- Task to carry out
Nothing but a number is expected: the count of lines in the data below that include "usize".

+-------+

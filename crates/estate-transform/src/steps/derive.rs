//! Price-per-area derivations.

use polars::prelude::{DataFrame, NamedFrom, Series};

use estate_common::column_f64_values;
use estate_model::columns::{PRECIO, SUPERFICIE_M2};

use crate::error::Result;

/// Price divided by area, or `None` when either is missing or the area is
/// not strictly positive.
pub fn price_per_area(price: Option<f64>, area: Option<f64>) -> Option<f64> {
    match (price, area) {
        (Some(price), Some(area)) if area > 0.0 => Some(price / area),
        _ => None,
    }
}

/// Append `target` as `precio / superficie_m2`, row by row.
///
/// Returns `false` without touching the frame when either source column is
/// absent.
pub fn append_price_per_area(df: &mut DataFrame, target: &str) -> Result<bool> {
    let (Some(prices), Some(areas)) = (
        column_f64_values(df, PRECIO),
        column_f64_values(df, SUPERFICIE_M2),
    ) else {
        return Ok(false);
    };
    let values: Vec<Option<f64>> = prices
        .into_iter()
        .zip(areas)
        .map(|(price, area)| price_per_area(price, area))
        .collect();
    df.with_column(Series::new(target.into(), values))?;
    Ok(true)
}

+-------+

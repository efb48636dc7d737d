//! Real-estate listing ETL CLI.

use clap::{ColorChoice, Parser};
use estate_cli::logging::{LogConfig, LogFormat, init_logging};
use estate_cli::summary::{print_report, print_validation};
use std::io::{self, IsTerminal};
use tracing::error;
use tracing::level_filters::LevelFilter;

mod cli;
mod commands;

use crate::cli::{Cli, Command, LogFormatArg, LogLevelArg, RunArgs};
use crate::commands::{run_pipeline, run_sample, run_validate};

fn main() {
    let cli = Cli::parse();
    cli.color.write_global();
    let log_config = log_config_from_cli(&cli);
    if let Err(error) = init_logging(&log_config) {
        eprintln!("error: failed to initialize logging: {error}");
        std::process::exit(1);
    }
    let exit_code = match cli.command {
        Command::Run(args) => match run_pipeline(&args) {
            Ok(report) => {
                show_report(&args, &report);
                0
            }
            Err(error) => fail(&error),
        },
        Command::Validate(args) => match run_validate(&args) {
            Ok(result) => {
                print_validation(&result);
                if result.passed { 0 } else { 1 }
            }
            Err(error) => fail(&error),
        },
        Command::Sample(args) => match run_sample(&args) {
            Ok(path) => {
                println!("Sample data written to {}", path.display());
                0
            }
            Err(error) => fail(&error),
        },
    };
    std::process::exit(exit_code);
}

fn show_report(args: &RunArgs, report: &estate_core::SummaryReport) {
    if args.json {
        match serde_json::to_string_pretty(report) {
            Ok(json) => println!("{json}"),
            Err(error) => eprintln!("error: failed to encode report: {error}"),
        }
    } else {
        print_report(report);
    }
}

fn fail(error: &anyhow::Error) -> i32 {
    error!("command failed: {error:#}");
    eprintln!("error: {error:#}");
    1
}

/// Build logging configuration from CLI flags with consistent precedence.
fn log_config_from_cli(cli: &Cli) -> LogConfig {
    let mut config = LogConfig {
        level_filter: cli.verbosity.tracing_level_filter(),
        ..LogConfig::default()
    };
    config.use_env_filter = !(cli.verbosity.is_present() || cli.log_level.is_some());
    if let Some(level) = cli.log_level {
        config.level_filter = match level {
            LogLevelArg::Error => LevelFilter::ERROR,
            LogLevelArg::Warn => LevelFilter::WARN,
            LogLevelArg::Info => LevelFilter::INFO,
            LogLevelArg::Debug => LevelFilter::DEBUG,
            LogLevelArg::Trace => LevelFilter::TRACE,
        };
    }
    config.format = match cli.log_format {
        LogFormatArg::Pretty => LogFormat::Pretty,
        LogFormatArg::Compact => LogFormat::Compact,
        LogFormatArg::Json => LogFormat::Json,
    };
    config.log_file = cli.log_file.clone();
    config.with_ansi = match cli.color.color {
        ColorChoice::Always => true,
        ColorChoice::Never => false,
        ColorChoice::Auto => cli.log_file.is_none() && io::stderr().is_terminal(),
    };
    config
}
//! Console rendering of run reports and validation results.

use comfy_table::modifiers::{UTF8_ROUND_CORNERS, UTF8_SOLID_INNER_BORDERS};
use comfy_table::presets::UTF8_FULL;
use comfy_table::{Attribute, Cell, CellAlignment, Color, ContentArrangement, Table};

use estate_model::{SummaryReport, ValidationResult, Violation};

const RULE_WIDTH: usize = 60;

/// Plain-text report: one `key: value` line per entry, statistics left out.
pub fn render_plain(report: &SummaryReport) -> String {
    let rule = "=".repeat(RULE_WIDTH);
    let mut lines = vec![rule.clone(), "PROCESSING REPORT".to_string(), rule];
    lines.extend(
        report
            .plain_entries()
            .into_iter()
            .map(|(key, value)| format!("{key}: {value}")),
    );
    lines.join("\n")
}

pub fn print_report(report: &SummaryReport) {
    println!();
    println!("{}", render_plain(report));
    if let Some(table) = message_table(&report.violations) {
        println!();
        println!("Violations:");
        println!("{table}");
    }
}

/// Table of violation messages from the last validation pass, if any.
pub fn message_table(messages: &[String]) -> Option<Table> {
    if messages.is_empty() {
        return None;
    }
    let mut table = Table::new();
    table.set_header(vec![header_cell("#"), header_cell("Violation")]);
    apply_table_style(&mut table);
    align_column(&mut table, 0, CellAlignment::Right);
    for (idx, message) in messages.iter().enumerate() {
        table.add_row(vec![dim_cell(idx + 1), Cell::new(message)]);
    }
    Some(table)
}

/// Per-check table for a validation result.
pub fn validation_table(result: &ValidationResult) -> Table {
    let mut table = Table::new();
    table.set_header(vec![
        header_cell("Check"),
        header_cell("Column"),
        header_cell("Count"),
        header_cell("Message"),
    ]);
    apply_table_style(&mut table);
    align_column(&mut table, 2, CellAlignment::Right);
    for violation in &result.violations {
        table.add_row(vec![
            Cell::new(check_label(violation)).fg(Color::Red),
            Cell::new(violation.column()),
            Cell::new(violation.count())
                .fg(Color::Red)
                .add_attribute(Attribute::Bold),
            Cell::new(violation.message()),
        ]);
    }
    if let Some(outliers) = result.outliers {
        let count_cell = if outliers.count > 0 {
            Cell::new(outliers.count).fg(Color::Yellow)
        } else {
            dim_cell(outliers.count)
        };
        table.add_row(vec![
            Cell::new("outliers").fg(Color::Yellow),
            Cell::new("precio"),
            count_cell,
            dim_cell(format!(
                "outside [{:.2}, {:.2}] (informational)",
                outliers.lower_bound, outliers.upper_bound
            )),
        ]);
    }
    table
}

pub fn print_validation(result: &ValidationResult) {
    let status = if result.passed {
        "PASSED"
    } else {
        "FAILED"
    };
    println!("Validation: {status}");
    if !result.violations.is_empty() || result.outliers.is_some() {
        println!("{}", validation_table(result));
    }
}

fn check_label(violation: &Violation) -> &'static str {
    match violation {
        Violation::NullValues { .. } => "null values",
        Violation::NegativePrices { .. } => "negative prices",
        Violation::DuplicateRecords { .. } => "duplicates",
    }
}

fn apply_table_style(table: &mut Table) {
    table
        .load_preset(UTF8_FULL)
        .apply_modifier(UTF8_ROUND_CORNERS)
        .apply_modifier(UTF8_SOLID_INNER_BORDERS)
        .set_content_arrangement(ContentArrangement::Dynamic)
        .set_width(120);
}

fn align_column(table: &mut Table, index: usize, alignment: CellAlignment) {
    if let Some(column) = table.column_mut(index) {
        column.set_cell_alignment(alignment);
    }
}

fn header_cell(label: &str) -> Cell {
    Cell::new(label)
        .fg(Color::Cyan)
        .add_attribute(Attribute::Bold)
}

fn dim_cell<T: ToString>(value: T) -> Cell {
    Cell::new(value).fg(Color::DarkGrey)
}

+-------+

- Task answer
2